Work task — If a line in the records below contains the word "PathBuf", return that line.

- Opening Delimiter -

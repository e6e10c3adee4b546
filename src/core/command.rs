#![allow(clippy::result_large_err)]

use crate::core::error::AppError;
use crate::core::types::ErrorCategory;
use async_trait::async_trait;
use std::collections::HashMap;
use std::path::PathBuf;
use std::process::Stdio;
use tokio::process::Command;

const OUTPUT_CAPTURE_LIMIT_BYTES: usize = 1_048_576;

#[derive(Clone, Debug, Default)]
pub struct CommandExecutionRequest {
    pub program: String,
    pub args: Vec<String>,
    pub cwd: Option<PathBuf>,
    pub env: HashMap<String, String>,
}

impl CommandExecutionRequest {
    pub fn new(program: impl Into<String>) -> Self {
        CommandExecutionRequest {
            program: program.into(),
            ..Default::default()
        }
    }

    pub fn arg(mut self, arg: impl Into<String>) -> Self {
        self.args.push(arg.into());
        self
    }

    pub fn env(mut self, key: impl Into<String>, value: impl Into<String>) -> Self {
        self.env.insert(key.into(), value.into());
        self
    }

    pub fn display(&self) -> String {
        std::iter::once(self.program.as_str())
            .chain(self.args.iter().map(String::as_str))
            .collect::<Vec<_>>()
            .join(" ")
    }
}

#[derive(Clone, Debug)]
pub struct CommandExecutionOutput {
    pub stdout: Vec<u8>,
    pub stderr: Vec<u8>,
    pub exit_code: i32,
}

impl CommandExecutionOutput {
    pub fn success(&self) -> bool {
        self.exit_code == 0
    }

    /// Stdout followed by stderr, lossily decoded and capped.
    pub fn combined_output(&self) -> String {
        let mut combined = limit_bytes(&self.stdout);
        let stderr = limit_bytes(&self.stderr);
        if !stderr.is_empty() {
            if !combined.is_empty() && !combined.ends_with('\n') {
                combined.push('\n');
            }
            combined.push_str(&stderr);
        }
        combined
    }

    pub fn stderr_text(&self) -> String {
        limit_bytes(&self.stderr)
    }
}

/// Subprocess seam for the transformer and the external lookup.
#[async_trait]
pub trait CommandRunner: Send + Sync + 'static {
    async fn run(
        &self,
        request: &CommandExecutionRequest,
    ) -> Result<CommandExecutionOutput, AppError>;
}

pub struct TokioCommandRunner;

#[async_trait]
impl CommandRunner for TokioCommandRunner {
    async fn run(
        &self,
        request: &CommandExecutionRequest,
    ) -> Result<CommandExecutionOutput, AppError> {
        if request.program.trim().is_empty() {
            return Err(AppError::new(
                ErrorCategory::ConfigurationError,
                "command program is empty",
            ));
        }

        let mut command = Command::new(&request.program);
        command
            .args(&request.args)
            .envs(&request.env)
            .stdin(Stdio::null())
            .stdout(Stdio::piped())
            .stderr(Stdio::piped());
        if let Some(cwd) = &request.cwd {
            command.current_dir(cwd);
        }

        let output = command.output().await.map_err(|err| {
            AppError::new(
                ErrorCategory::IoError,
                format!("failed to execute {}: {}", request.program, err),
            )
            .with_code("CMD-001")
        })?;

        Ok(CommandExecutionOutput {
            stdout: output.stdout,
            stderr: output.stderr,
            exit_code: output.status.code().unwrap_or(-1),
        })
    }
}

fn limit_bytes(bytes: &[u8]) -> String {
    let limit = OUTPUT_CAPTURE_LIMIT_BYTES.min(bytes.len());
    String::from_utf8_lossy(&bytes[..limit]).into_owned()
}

- Closing Delimiter -
- Opening Delimiter -

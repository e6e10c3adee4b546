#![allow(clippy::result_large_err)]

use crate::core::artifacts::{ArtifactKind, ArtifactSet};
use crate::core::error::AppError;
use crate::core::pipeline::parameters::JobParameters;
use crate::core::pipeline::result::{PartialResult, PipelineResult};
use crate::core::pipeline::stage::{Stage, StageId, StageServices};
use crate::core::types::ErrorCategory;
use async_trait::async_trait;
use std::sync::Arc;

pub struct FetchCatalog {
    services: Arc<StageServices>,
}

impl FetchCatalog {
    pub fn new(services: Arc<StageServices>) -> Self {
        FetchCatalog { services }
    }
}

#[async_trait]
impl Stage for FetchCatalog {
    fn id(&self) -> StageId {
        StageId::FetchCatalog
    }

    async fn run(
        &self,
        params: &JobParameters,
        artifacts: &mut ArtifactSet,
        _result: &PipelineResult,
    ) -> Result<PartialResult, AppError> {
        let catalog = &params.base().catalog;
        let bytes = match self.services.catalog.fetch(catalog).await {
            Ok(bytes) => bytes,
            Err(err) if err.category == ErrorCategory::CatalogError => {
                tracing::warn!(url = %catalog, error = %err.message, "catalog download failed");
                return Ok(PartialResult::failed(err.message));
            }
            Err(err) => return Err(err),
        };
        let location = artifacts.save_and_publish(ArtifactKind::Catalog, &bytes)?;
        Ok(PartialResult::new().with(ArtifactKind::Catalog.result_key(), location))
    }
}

- Closing Delimiter -

Answer box —
use std::path::PathBuf;
    pub cwd: Option<PathBuf>,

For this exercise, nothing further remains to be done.